(DIRECTIONS): Search the records for the word "values" and copy every line in which it occurs.

··· DATA PROVIDED ···

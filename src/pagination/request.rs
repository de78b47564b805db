//! Pagination request model
//!
//! A `PaginationRequest` is built once per incoming call (usually by one of
//! the decoders) and is read-only afterwards. Accessors apply the defaulting
//! rules; the stored values are never rewritten.

use serde::{Deserialize, Serialize};
use serde_json::Value;

use super::operator::Operator;

/// Default limit if not specified (or specified as zero)
pub const DEFAULT_LIMIT: u64 = 10;

/// Largest offset or limit the store accepts (signed 64-bit counters)
pub const MAX_COUNT: u64 = i64::MAX as u64;

/// Sort order
#[derive(Debug, Clone, Copy, PartialEq, Eq, Default, Serialize, Deserialize)]
pub enum SortOrder {
    #[default]
    #[serde(rename = "asc")]
    Ascending,
    #[serde(rename = "desc")]
    Descending,
}

impl SortOrder {
    pub fn as_str(&self) -> &'static str {
        match self {
            SortOrder::Ascending => "asc",
            SortOrder::Descending => "desc",
        }
    }

    /// Parse one of the two canonical tokens
    pub fn from_token(token: &str) -> Option<Self> {
        match token {
            "asc" => Some(SortOrder::Ascending),
            "desc" => Some(SortOrder::Descending),
            _ => None,
        }
    }
}

/// A single (field, operator, value) filter clause
#[derive(Debug, Clone, PartialEq, Serialize, Deserialize)]
pub struct FilterClause {
    /// Field to filter on
    pub field: String,

    /// Comparison operator
    pub operator: Operator,

    /// Value to compare against (scalar or list of scalars)
    pub value: Value,
}

impl FilterClause {
    /// Create a new filter clause
    pub fn new(field: impl Into<String>, operator: Operator, value: Value) -> Self {
        Self {
            field: field.into(),
            operator,
            value,
        }
    }

    /// Create an equality clause
    pub fn eq(field: impl Into<String>, value: Value) -> Self {
        Self::new(field, Operator::Equal, value)
    }

    /// Create a not-equal clause
    pub fn ne(field: impl Into<String>, value: Value) -> Self {
        Self::new(field, Operator::NotEqual, value)
    }

    /// Create a greater than clause
    pub fn gt(field: impl Into<String>, value: Value) -> Self {
        Self::new(field, Operator::GreaterThan, value)
    }

    /// Create a less than clause
    pub fn lt(field: impl Into<String>, value: Value) -> Self {
        Self::new(field, Operator::LessThan, value)
    }

    /// Create a pattern match clause
    pub fn like(field: impl Into<String>, pattern: impl Into<String>) -> Self {
        Self::new(field, Operator::Like, Value::String(pattern.into()))
    }

    /// Create an "in list" clause
    pub fn in_list(field: impl Into<String>, values: Vec<Value>) -> Self {
        Self::new(field, Operator::In, Value::Array(values))
    }

    /// Create a "not in list" clause
    pub fn not_in_list(field: impl Into<String>, values: Vec<Value>) -> Self {
        Self::new(field, Operator::NotIn, Value::Array(values))
    }
}

/// Decoded pagination parameters
#[derive(Debug, Clone, PartialEq)]
pub struct PaginationRequest {
    offset: u64,
    limit: u64,
    search: String,
    sort: String,
    order: Option<SortOrder>,
    next: String,
    prev: String,
    filters: Vec<FilterClause>,
    apply_limit: bool,
    use_external_search_index: bool,
}

impl Default for PaginationRequest {
    fn default() -> Self {
        Self {
            offset: 0,
            limit: 0,
            search: String::new(),
            sort: String::new(),
            order: None,
            next: String::new(),
            prev: String::new(),
            filters: Vec::new(),
            apply_limit: true,
            use_external_search_index: false,
        }
    }
}

impl PaginationRequest {
    /// Creates an empty request: offset 0, default limit, no sort, no filters
    pub fn new() -> Self {
        Self::default()
    }

    /// Sets the offset, saturating at `MAX_COUNT`
    pub fn with_offset(mut self, offset: u64) -> Self {
        self.offset = offset.min(MAX_COUNT);
        self
    }

    /// Sets the limit, saturating at `MAX_COUNT`
    pub fn with_limit(mut self, limit: u64) -> Self {
        self.limit = limit.min(MAX_COUNT);
        self
    }

    pub fn with_search(mut self, search: impl Into<String>) -> Self {
        self.search = search.into();
        self
    }

    /// Sets the sort field and order
    pub fn with_sort(mut self, field: impl Into<String>, order: SortOrder) -> Self {
        self.sort = field.into();
        self.order = Some(order);
        self
    }

    /// Sets the sort field, leaving the order unset
    pub fn with_sort_field(mut self, field: impl Into<String>) -> Self {
        self.sort = field.into();
        self
    }

    pub fn with_order(mut self, order: Option<SortOrder>) -> Self {
        self.order = order;
        self
    }

    pub fn with_next(mut self, cursor: impl Into<String>) -> Self {
        self.next = cursor.into();
        self
    }

    pub fn with_prev(mut self, cursor: impl Into<String>) -> Self {
        self.prev = cursor.into();
        self
    }

    /// Appends a filter clause
    pub fn with_filter(mut self, clause: FilterClause) -> Self {
        self.filters.push(clause);
        self
    }

    /// Appends several filter clauses, preserving their order
    pub fn with_filters(mut self, clauses: impl IntoIterator<Item = FilterClause>) -> Self {
        self.filters.extend(clauses);
        self
    }

    /// Omit skip/limit from the compiled plan (count-style queries)
    pub fn without_limit(mut self) -> Self {
        self.apply_limit = false;
        self
    }

    /// Marks the result set as already restricted by an external search index
    pub fn with_external_search_index(mut self, enabled: bool) -> Self {
        self.use_external_search_index = enabled;
        self
    }

    pub fn offset(&self) -> u64 {
        self.offset
    }

    /// Returns the limit, or `DEFAULT_LIMIT` when the stored limit is zero
    pub fn limit(&self) -> u64 {
        self.limit_or(DEFAULT_LIMIT)
    }

    /// Returns the limit, or `default` when the stored limit is zero
    pub fn limit_or(&self, default: u64) -> u64 {
        if self.limit == 0 {
            default
        } else {
            self.limit
        }
    }

    /// The limit exactly as decoded
    pub fn raw_limit(&self) -> u64 {
        self.limit
    }

    pub fn search(&self) -> &str {
        &self.search
    }

    pub fn sort(&self) -> &str {
        &self.sort
    }

    /// Returns the sort order, ascending when unset
    pub fn order(&self) -> SortOrder {
        self.order.unwrap_or_default()
    }

    pub fn next(&self) -> &str {
        &self.next
    }

    pub fn prev(&self) -> &str {
        &self.prev
    }

    pub fn filters(&self) -> &[FilterClause] {
        &self.filters
    }

    pub fn applies_limit(&self) -> bool {
        self.apply_limit
    }

    pub fn uses_external_search_index(&self) -> bool {
        self.use_external_search_index
    }
}

#[cfg(test)]
mod tests {
    use super::*;
    use serde_json::json;

    #[test]
    fn test_limit_defaults_when_zero() {
        let req = PaginationRequest::new();
        assert_eq!(req.limit(), 10);
        assert_eq!(req.raw_limit(), 0);

        let req = PaginationRequest::new().with_limit(25);
        assert_eq!(req.limit(), 25);
    }

    #[test]
    fn test_limit_or_custom_default() {
        let req = PaginationRequest::new();
        assert_eq!(req.limit_or(50), 50);
        assert_eq!(req.with_limit(3).limit_or(50), 3);
    }

    #[test]
    fn test_counts_saturate() {
        let req = PaginationRequest::new()
            .with_offset(u64::MAX)
            .with_limit(u64::MAX);
        assert_eq!(req.offset(), MAX_COUNT);
        assert_eq!(req.limit(), MAX_COUNT);
        assert_eq!(MAX_COUNT, i64::MAX as u64);
    }

    #[test]
    fn test_order_defaults_to_ascending() {
        let req = PaginationRequest::new().with_sort_field("name");
        assert_eq!(req.order(), SortOrder::Ascending);

        let req = PaginationRequest::new().with_sort("name", SortOrder::Descending);
        assert_eq!(req.order(), SortOrder::Descending);
    }

    #[test]
    fn test_defaults() {
        let req = PaginationRequest::new();
        assert_eq!(req.offset(), 0);
        assert_eq!(req.search(), "");
        assert_eq!(req.sort(), "");
        assert!(req.filters().is_empty());
        assert!(req.applies_limit());
        assert!(!req.uses_external_search_index());
    }

    #[test]
    fn test_filters_keep_order() {
        let req = PaginationRequest::new()
            .with_filter(FilterClause::eq("a", json!(1)))
            .with_filters(vec![
                FilterClause::gt("b", json!(2)),
                FilterClause::like("c", "x"),
            ]);

        let fields: Vec<&str> = req.filters().iter().map(|f| f.field.as_str()).collect();
        assert_eq!(fields, vec!["a", "b", "c"]);
    }

    #[test]
    fn test_sort_order_tokens() {
        assert_eq!(SortOrder::from_token("asc"), Some(SortOrder::Ascending));
        assert_eq!(SortOrder::from_token("desc"), Some(SortOrder::Descending));
        assert_eq!(SortOrder::from_token("DESC"), None);
        assert_eq!(SortOrder::Descending.as_str(), "desc");
    }

    #[test]
    fn test_filter_clause_serde() {
        let clause: FilterClause = serde_json::from_value(json!({
            "field": "age",
            "operator": "gte",
            "value": 18
        }))
        .unwrap();

        assert_eq!(clause, FilterClause::new("age", Operator::GreaterThanOrEqual, json!(18)));
    }
}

···

(SOLUTION TO THIS PROBLEM):
//! rules; the stored values are never rewritten.
    pub fn in_list(field: impl Into<String>, values: Vec<Value>) -> Self {
        Self::new(field, Operator::In, Value::Array(values))
    pub fn not_in_list(field: impl Into<String>, values: Vec<Value>) -> Self {
        Self::new(field, Operator::NotIn, Value::Array(values))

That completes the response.